The findings suggest that recent incarceration should be considered a risk factor for suicide, investigators said.
"Suicide prevention efforts should focus on people who have spent at least 1 night in jail in the past year," investigator Ted R. Miller, PhD, of the Pacific Institute for Research and Evaluation, Beltsville, Maryland, and Curtin University School of Public Health, Silver Spring, Maryland, and colleagues wrote. "Health systems could develop infrastructure to identify these high-risk adults and provide community-based suicide screening and prevention."
The study was published online on May 10, 2024, in JAMA Network Open.
To address the lack of data on suicide risk after recent incarceration, researchers used estimates from meta-analyses and jail census counts.
In 2019, a little more than seven million people (77% male), or 2.8% of the US adult population, were released from US jails at least once, typically after brief pretrial stays. Of those, 9121 died by suicide.
Compared with suicide risk in people who had never been incarcerated, risk was nearly nine times higher within 1 year of release (relative risk [RR], 8.95; 95% CI, 7.21-10.69) and nearly seven times higher during the second year after release (RR, 6.98; 95% CI, 4.21-9.76), researchers found.
Over a quarter (27%) of all adult suicides in the United States occurred in formerly incarcerated people within 2 years of jail release, and one fifth occurred within 1 year of release.
"The results suggest that better integration of suicide risk detection and prevention across health and criminal justice systems is critical to advancing population-level suicide-prevention efforts," the authors wrote.
High volumes of jail admissions and discharges, short jail stays, and understaffing limit the capacity of many jails to coordinate care with outside health agencies, researchers acknowledged.
"The suicide rate after the return to the community after jail stay is higher than the suicide rate in jail, but local jails have limited capacity to coordinate postrelease health activities," authors wrote. "Thus, a comprehensive approach to reducing the population-level US suicide rate would include health systems screening their subscribers or patients for recent arrest or police involvement and reaching out to those recently released to prevent suicide."
In an accompanying editorial, Stuart A. Kinner, PhD, and Rohan Borschmann, PhD, both with the Melbourne School of Population and Global Health, University of Melbourne, Melbourne, Australia, noted that people who experience incarceration "are distinguished by complex health problems that necessitate coordinated, multisectoral care."
"Miller and colleagues' findings provide further evidence that incarceration serves as an important marker for disease vulnerability and risk," Kinner and Borschmann wrote. "Yet, all too often, the health care provided to these individuals before, during, and after incarceration is underresourced, interrupted, and fragmented."

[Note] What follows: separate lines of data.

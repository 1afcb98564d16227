//! Parking entity hierarchy.
//!
//! ```text
//! ParkingLot → Area → Floor → ParkingSpace
//! ```
//!
//! Each kind knows its id field, its upstream resource and its default
//! columns, which is everything the hierarchical table needs to nest it.

pub mod client;

use std::fmt;
use std::str::FromStr;

use crate::tree::{ColumnDef, TableLevel};

pub use client::GatewayClient;

#[derive(Debug, Clone, Copy, PartialEq, Eq, Hash)]
pub enum EntityKind {
    ParkingLot,
    Area,
    Floor,
    ParkingSpace,
}

impl EntityKind {
    pub const ALL: [EntityKind; 4] = [
        EntityKind::ParkingLot,
        EntityKind::Area,
        EntityKind::Floor,
        EntityKind::ParkingSpace,
    ];

    /// Entity type name, as used in expansion keys.
    pub fn name(&self) -> &'static str {
        match self {
            EntityKind::ParkingLot => "ParkingLot",
            EntityKind::Area => "Area",
            EntityKind::Floor => "Floor",
            EntityKind::ParkingSpace => "ParkingSpace",
        }
    }

    pub fn id_key(&self) -> &'static str {
        match self {
            EntityKind::ParkingLot => "parkingLotId",
            EntityKind::Area => "areaId",
            EntityKind::Floor => "floorId",
            EntityKind::ParkingSpace => "parkingSpaceId",
        }
    }

    /// Upstream collection path.
    pub fn resource(&self) -> &'static str {
        match self {
            EntityKind::ParkingLot => "parking-lots",
            EntityKind::Area => "areas",
            EntityKind::Floor => "floors",
            EntityKind::ParkingSpace => "parking-spaces",
        }
    }

    pub fn child(&self) -> Option<EntityKind> {
        match self {
            EntityKind::ParkingLot => Some(EntityKind::Area),
            EntityKind::Area => Some(EntityKind::Floor),
            EntityKind::Floor => Some(EntityKind::ParkingSpace),
            EntityKind::ParkingSpace => None,
        }
    }

    pub fn parent(&self) -> Option<EntityKind> {
        EntityKind::ALL.into_iter().find(|k| k.child() == Some(*self))
    }

    pub fn columns(&self) -> Vec<ColumnDef> {
        let id = ColumnDef::new(self.id_key(), "ID");
        match self {
            EntityKind::ParkingLot => vec![
                id,
                ColumnDef::new("name", "Tên bãi đỗ"),
                ColumnDef::new("address", "Địa chỉ"),
            ],
            EntityKind::Area => vec![
                id,
                ColumnDef::new("name", "Tên khu vực"),
                ColumnDef::new("vehicleType", "Loại xe"),
            ],
            EntityKind::Floor => vec![
                id,
                ColumnDef::new("name", "Tên tầng"),
                ColumnDef::new("capacity", "Sức chứa"),
            ],
            EntityKind::ParkingSpace => vec![
                id,
                ColumnDef::new("code", "Mã chỗ"),
                ColumnDef::new("status", "Trạng thái"),
            ],
        }
    }

    /// Table level for this kind with `depth` nested child levels below it.
    pub fn level(&self, depth: usize) -> TableLevel {
        let level = TableLevel::new(self.columns());
        match self.child() {
            Some(child) if depth > 0 => {
                level.with_child(child.name(), self.id_key(), child.level(depth - 1))
            }
            _ => level,
        }
    }
}

impl fmt::Display for EntityKind {
    fn fmt(&self, f: &mut fmt::Formatter<'_>) -> fmt::Result {
        f.write_str(self.name())
    }
}

#[derive(Debug, Clone, PartialEq, Eq, thiserror::Error)]
#[error("unknown entity type `{0}`")]
pub struct UnknownEntity(pub String);

impl FromStr for EntityKind {
    type Err = UnknownEntity;

    /// Accepts type names and resource paths, case-insensitively.
    fn from_str(s: &str) -> Result<Self, Self::Err> {
        let wanted = s.trim().to_lowercase();
        EntityKind::ALL
            .into_iter()
            .find(|k| k.name().to_lowercase() == wanted || k.resource() == wanted)
            .ok_or_else(|| UnknownEntity(s.to_string()))
    }
}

Coordinating care for recently incarcerated individuals will require a coordinated effort by all stakeholders, including those in the criminal justice system, they argued.
"The systems that incarcerate 7.1 million people in the United States each year should not be given a get-out-of-jail-free card," they wrote.
This study was supported by grants from the National Institutes of Mental Health (NIMH)/National Institutes of Health (NIH) and from the National Center for Health and Justice Integration for Suicide Prevention. Miller reported receiving grants from the NIMH/NIH with his employer as a subcontractor during the conduct of the study and a contract from government plaintiffs in Opioid Litigation: Epidemiology/Abatement Planning outside the submitted work. The other authors' disclosures are listed on the original paper. Kinner and Borschmann declared no relevant financial relationships.